**Task details:** Whenever a line in the material below contains "Absent", copy that line.

START Data for this task

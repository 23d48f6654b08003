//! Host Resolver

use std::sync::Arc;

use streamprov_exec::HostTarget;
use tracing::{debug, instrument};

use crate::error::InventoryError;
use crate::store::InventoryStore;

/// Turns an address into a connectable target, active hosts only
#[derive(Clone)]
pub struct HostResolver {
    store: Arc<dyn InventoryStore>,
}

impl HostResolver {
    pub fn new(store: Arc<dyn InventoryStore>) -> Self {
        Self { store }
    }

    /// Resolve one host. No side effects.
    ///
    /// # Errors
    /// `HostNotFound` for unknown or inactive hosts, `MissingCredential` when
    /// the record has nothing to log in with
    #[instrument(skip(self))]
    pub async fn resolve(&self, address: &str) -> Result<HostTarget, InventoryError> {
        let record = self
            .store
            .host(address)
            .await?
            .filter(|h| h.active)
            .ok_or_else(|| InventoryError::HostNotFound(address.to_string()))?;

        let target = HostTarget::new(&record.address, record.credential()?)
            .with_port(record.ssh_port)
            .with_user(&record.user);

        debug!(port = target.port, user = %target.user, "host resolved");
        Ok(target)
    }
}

END Data for this task
START Data for this task

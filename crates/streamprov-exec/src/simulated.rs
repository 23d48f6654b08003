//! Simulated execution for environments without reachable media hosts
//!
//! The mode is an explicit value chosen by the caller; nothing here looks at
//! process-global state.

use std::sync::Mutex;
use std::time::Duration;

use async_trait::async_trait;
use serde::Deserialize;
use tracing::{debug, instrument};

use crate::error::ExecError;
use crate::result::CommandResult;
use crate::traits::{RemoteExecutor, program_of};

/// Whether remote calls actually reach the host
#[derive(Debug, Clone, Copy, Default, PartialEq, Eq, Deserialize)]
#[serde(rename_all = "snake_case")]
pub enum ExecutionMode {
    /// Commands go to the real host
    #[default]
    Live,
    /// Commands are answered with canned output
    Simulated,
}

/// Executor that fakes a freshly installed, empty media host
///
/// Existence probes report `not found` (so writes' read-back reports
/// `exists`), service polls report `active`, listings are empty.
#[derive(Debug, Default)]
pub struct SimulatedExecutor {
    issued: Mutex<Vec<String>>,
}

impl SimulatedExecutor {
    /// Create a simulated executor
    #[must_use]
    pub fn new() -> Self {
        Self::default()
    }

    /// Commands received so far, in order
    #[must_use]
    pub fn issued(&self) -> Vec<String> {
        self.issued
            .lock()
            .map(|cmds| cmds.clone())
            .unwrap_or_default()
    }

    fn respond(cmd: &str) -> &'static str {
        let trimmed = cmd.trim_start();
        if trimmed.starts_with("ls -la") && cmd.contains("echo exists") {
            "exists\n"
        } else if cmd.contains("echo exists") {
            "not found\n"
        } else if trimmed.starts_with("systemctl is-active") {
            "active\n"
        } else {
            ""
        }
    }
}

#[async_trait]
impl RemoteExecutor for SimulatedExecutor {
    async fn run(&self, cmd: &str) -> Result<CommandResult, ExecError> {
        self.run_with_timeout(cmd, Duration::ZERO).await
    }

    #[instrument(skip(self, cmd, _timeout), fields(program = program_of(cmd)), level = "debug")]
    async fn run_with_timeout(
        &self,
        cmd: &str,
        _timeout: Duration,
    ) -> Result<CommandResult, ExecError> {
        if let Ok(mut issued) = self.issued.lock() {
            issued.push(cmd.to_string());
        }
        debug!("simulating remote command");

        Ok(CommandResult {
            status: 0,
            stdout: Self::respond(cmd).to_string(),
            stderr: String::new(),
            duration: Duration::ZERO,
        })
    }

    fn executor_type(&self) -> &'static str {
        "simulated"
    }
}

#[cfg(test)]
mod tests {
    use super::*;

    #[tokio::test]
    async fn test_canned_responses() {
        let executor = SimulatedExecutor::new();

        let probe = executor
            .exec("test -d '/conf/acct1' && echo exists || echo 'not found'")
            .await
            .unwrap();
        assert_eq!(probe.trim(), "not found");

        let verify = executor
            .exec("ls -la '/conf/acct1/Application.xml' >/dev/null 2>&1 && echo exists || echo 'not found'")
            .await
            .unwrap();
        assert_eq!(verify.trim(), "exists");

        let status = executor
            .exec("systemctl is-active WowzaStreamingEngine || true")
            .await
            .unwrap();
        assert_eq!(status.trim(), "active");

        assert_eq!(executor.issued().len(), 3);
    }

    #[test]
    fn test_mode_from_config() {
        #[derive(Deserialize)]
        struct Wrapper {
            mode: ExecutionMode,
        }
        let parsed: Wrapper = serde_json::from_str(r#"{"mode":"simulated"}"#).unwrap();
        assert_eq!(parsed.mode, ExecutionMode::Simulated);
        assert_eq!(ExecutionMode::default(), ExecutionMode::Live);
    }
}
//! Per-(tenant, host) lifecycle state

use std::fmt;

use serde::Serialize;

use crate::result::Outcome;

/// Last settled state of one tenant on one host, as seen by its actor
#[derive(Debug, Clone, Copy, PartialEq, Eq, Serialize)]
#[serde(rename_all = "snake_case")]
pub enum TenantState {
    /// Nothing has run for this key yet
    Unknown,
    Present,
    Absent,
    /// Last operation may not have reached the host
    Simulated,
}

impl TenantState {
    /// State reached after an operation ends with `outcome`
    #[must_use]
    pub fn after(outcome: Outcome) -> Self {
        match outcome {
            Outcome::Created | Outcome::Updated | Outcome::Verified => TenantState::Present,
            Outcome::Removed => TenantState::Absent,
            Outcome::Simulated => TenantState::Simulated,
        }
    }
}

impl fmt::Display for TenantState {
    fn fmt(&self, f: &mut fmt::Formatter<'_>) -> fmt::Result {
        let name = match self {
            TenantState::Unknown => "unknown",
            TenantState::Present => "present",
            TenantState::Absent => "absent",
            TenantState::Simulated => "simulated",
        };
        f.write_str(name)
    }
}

END Data for this task
START Data for this task

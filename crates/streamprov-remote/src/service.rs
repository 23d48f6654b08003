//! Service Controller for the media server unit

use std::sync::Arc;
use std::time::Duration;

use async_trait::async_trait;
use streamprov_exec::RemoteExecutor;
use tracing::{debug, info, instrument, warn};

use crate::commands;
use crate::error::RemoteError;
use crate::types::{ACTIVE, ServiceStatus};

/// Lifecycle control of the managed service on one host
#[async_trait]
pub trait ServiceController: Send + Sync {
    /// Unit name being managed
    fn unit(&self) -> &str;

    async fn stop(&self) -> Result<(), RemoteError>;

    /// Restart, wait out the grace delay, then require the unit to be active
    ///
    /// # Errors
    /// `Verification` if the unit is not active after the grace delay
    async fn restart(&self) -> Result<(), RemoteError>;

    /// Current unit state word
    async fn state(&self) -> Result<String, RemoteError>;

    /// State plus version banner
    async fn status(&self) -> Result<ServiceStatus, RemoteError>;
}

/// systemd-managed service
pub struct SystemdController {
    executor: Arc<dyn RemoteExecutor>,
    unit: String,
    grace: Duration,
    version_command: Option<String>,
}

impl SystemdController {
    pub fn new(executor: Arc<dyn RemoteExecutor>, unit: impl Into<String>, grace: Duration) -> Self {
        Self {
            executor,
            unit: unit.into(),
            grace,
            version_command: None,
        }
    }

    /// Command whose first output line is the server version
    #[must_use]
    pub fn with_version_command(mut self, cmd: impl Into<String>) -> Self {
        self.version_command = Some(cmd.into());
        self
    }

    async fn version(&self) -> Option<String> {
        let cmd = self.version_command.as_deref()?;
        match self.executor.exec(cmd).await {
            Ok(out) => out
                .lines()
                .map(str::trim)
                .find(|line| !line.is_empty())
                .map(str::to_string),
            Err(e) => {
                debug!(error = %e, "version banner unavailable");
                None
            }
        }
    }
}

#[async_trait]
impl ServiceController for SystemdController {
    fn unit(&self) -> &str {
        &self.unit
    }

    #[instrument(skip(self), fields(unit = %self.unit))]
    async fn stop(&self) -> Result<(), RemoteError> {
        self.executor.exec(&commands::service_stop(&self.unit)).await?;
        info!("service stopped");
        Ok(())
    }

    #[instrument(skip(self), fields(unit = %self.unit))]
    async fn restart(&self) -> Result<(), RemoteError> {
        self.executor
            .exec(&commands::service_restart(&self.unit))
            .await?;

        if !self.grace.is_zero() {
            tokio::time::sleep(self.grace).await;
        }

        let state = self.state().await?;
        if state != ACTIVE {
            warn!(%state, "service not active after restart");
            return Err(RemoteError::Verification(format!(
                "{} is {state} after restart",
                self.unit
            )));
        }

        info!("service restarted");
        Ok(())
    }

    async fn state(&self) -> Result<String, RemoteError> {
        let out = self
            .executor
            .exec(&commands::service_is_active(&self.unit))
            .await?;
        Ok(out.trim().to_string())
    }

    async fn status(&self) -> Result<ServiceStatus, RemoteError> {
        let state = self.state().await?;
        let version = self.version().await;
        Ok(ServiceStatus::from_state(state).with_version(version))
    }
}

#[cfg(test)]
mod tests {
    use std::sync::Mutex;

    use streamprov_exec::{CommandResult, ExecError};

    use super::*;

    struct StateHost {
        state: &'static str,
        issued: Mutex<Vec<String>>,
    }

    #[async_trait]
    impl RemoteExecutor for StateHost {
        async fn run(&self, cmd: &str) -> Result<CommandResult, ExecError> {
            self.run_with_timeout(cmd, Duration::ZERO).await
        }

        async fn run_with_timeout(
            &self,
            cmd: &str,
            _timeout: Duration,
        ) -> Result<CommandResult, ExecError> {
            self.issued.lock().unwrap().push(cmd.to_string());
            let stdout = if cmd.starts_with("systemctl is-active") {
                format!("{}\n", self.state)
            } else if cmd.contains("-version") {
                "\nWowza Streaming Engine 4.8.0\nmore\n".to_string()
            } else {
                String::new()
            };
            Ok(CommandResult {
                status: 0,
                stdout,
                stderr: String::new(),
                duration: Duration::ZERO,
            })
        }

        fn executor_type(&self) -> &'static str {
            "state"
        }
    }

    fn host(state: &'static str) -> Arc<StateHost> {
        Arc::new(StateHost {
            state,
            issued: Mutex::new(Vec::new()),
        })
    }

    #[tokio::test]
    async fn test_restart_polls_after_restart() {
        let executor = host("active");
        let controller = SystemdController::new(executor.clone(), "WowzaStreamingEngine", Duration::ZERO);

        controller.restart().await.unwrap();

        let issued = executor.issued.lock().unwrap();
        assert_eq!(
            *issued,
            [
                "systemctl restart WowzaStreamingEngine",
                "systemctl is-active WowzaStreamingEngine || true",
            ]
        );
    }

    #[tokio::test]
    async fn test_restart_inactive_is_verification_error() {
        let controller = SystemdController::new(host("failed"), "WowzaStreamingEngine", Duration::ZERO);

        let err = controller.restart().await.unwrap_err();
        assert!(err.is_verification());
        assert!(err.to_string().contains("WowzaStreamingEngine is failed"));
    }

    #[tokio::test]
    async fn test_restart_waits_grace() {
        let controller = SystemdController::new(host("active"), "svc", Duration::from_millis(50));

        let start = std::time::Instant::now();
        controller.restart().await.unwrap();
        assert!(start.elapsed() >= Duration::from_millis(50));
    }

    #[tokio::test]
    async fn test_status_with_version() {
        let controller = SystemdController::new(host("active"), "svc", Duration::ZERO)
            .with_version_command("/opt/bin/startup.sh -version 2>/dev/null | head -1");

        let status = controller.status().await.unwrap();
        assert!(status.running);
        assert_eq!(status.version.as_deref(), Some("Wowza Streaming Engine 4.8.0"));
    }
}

END Data for this task

**Exercise answer:**
    Absent,
            Outcome::Removed => TenantState::Absent,
            TenantState::Absent => "absent",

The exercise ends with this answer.